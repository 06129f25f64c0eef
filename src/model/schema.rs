//! Schema descriptors for entity models.
//!
//! Every entity type declares a static schema: the attribute names, their
//! kinds, the attributes excluded from merges, and an optional alternative
//! merge key. Backends consult the schema to validate values, to map rows to
//! columns, and to materialize stored rows back into typed entities.

use std::collections::{BTreeMap, HashMap};
use std::sync::Arc;

use chrono::{DateTime, Utc};

use crate::error::{FieldError, ValidationError};
use crate::model::value::AttributeValue;

/// The declared kind of an attribute.
#[derive(Debug, Clone, PartialEq, Eq)]
pub enum FieldKind {
    /// Boolean attribute.
    Bool,
    /// Integer attribute.
    Int,
    /// Floating point attribute.
    Float,
    /// String attribute.
    Str,
    /// UTC timestamp attribute.
    DateTime,
    /// Homogeneous list attribute.
    List(Box<FieldKind>),
}

impl FieldKind {
    /// Human-readable name used in validation messages.
    pub fn name(&self) -> &'static str {
        match self {
            FieldKind::Bool => "boolean",
            FieldKind::Int => "integer",
            FieldKind::Float => "float",
            FieldKind::Str => "string",
            FieldKind::DateTime => "datetime",
            FieldKind::List(_) => "list",
        }
    }

    /// Decodes a JSON value into an [`AttributeValue`] of this kind.
    pub fn decode(&self, value: &serde_json::Value) -> Result<AttributeValue, String> {
        match (self, value) {
            (_, serde_json::Value::Null) => Ok(AttributeValue::Null),
            (FieldKind::Bool, serde_json::Value::Bool(b)) => Ok(AttributeValue::Bool(*b)),
            (FieldKind::Int, serde_json::Value::Number(n)) => n
                .as_i64()
                .map(AttributeValue::Int)
                .ok_or_else(|| format!("expected an integer, got {}", n)),
            (FieldKind::Float, serde_json::Value::Number(n)) => n
                .as_f64()
                .map(AttributeValue::Float)
                .ok_or_else(|| format!("expected a number, got {}", n)),
            (FieldKind::Str, serde_json::Value::String(s)) => Ok(AttributeValue::Str(s.clone())),
            (FieldKind::DateTime, serde_json::Value::String(s)) => s
                .parse::<DateTime<Utc>>()
                .map(AttributeValue::DateTime)
                .map_err(|e| format!("expected an RFC 3339 datetime: {}", e)),
            (FieldKind::List(element), serde_json::Value::Array(items)) => {
                let mut decoded = Vec::with_capacity(items.len());
                for item in items {
                    decoded.push(element.decode(item)?);
                }
                Ok(AttributeValue::List(decoded))
            }
            (kind, other) => Err(format!("expected a {}, got {}", kind.name(), other)),
        }
    }
}

/// The declaration of a single attribute.
#[derive(Debug, Clone, PartialEq, Eq)]
pub struct FieldDescriptor {
    /// Attribute name.
    pub name: String,
    /// Declared kind.
    pub kind: FieldKind,
    /// Whether the attribute must be present and non-null.
    pub required: bool,
}

/// The kind of id a model uses.
#[derive(Debug, Clone, Copy, PartialEq, Eq)]
pub enum IdKind {
    /// Integer ids, eligible for auto-increment.
    Int,
    /// String ids (including URL ids); never auto-incremented.
    Str,
}

impl IdKind {
    /// Human-readable name used in error messages.
    pub fn name(&self) -> &'static str {
        match self {
            IdKind::Int => "integers",
            IdKind::Str => "strings",
        }
    }
}

/// Static description of an entity model.
///
/// Built once per type through [`Schema::builder`] and shared behind an `Arc`.
#[derive(Debug, Clone, PartialEq)]
pub struct Schema {
    model_name: String,
    id_kind: IdKind,
    fields: Vec<FieldDescriptor>,
    merge_skip: Vec<String>,
    merge_key: Option<String>,
}

impl Schema {
    /// Starts building a schema for the given model name.
    ///
    /// The model name is the discriminator used as table or collection
    /// partition across every backend; by convention it is the lowercase
    /// type name.
    pub fn builder(model_name: impl Into<String>) -> SchemaBuilder {
        SchemaBuilder {
            schema: Schema {
                model_name: model_name.into(),
                id_kind: IdKind::Int,
                fields: Vec::new(),
                merge_skip: Vec::new(),
                merge_key: None,
            },
        }
    }

    /// The discriminator string identifying this model across backends.
    pub fn model_name(&self) -> &str {
        &self.model_name
    }

    /// The kind of id this model uses.
    pub fn id_kind(&self) -> IdKind {
        self.id_kind
    }

    /// The declared attributes, in declaration order.
    pub fn fields(&self) -> &[FieldDescriptor] {
        &self.fields
    }

    /// Looks up a field declaration by name.
    pub fn field(&self, name: &str) -> Option<&FieldDescriptor> {
        self.fields.iter().find(|field| field.name == name)
    }

    /// Attributes excluded from merge propagation.
    pub fn merge_skip(&self) -> &[String] {
        &self.merge_skip
    }

    /// Returns true if the attribute must keep its target value on merge.
    pub fn skips_on_merge(&self, attribute: &str) -> bool {
        self.merge_skip.iter().any(|name| name == attribute)
    }

    /// The designated unique attribute used instead of the id when merging,
    /// if the model declares one.
    pub fn merge_key(&self) -> Option<&str> {
        self.merge_key.as_deref()
    }

    /// Validates a full attribute map against the declared fields.
    ///
    /// Checks every field and reports all offending ones at once. Unknown
    /// attributes and missing required attributes are both violations.
    pub fn validate(
        &self,
        attributes: &BTreeMap<String, AttributeValue>,
    ) -> Result<(), ValidationError> {
        let mut errors = Vec::new();

        for field in &self.fields {
            match attributes.get(&field.name) {
                None | Some(AttributeValue::Null) if field.required => {
                    errors.push(FieldError::new(&field.name, "required attribute is missing"));
                }
                _ => {}
            }
        }
        for name in attributes.keys() {
            if self.field(name).is_none() {
                errors.push(FieldError::new(name, "attribute is not declared in the schema"));
            }
        }

        if errors.is_empty() {
            Ok(())
        } else {
            Err(ValidationError {
                model: self.model_name.clone(),
                fields: errors,
            })
        }
    }

    /// Decodes a JSON object into a validated attribute map.
    ///
    /// Used by backends when materializing stored rows. Type mismatches and
    /// missing required attributes are collected into a single
    /// [`ValidationError`]; stored keys the schema no longer declares are
    /// ignored, so reads stay tolerant of stale rows.
    pub fn decode_attributes(
        &self,
        object: &serde_json::Map<String, serde_json::Value>,
    ) -> Result<BTreeMap<String, AttributeValue>, ValidationError> {
        let mut attributes = BTreeMap::new();
        let mut errors = Vec::new();

        for field in &self.fields {
            match object.get(&field.name) {
                Some(value) => match field.kind.decode(value) {
                    Ok(AttributeValue::Null) if field.required => {
                        errors.push(FieldError::new(&field.name, "required attribute is missing"));
                    }
                    Ok(decoded) => {
                        attributes.insert(field.name.clone(), decoded);
                    }
                    Err(message) => errors.push(FieldError::new(&field.name, message)),
                },
                None if field.required => {
                    errors.push(FieldError::new(&field.name, "required attribute is missing"));
                }
                None => {
                    attributes.insert(field.name.clone(), AttributeValue::Null);
                }
            }
        }

        if errors.is_empty() {
            Ok(attributes)
        } else {
            Err(ValidationError {
                model: self.model_name.clone(),
                fields: errors,
            })
        }
    }
}

/// Builder for [`Schema`].
pub struct SchemaBuilder {
    schema: Schema,
}

impl SchemaBuilder {
    /// Declares the id kind. Defaults to [`IdKind::Int`].
    pub fn id_kind(mut self, kind: IdKind) -> Self {
        self.schema.id_kind = kind;
        self
    }

    /// Declares a required attribute.
    pub fn field(mut self, name: impl Into<String>, kind: FieldKind) -> Self {
        self.schema.fields.push(FieldDescriptor {
            name: name.into(),
            kind,
            required: true,
        });
        self
    }

    /// Declares an optional attribute.
    pub fn optional_field(mut self, name: impl Into<String>, kind: FieldKind) -> Self {
        self.schema.fields.push(FieldDescriptor {
            name: name.into(),
            kind,
            required: false,
        });
        self
    }

    /// Excludes an attribute from merge propagation.
    pub fn skip_on_merge(mut self, name: impl Into<String>) -> Self {
        self.schema.merge_skip.push(name.into());
        self
    }

    /// Designates a unique attribute used instead of the id when merging.
    pub fn merge_key(mut self, name: impl Into<String>) -> Self {
        self.schema.merge_key = Some(name.into());
        self
    }

    /// Finishes the schema.
    pub fn build(self) -> Schema {
        self.schema
    }
}

/// Registry mapping model names to their schemas.
///
/// Built once at startup and shared with the backends that need to
/// materialize rows (document and relational stores).
#[derive(Debug, Default)]
pub struct SchemaRegistry {
    schemas: HashMap<String, Arc<Schema>>,
}

impl SchemaRegistry {
    /// Creates an empty registry.
    pub fn new() -> Self {
        Self::default()
    }

    /// Registers a typed model.
    pub fn register<M: crate::model::Model>(mut self) -> Self {
        let schema = Arc::new(M::schema());
        self.schemas.insert(schema.model_name().to_string(), schema);
        self
    }

    /// Registers a schema directly.
    pub fn register_schema(mut self, schema: Schema) -> Self {
        self.schemas
            .insert(schema.model_name().to_string(), Arc::new(schema));
        self
    }

    /// Looks up the schema for a model name.
    pub fn get(&self, model_name: &str) -> Option<Arc<Schema>> {
        self.schemas.get(model_name).cloned()
    }

    /// All registered model names, sorted.
    pub fn model_names(&self) -> Vec<String> {
        let mut names: Vec<String> = self.schemas.keys().cloned().collect();
        names.sort();
        names
    }

    /// All registered schemas.
    pub fn schemas(&self) -> impl Iterator<Item = &Arc<Schema>> {
        self.schemas.values()
    }
}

————

• [Task description] Going through the data above, count the lines where the string "entity" appears, and answer with only that number.

• [The completed task] 3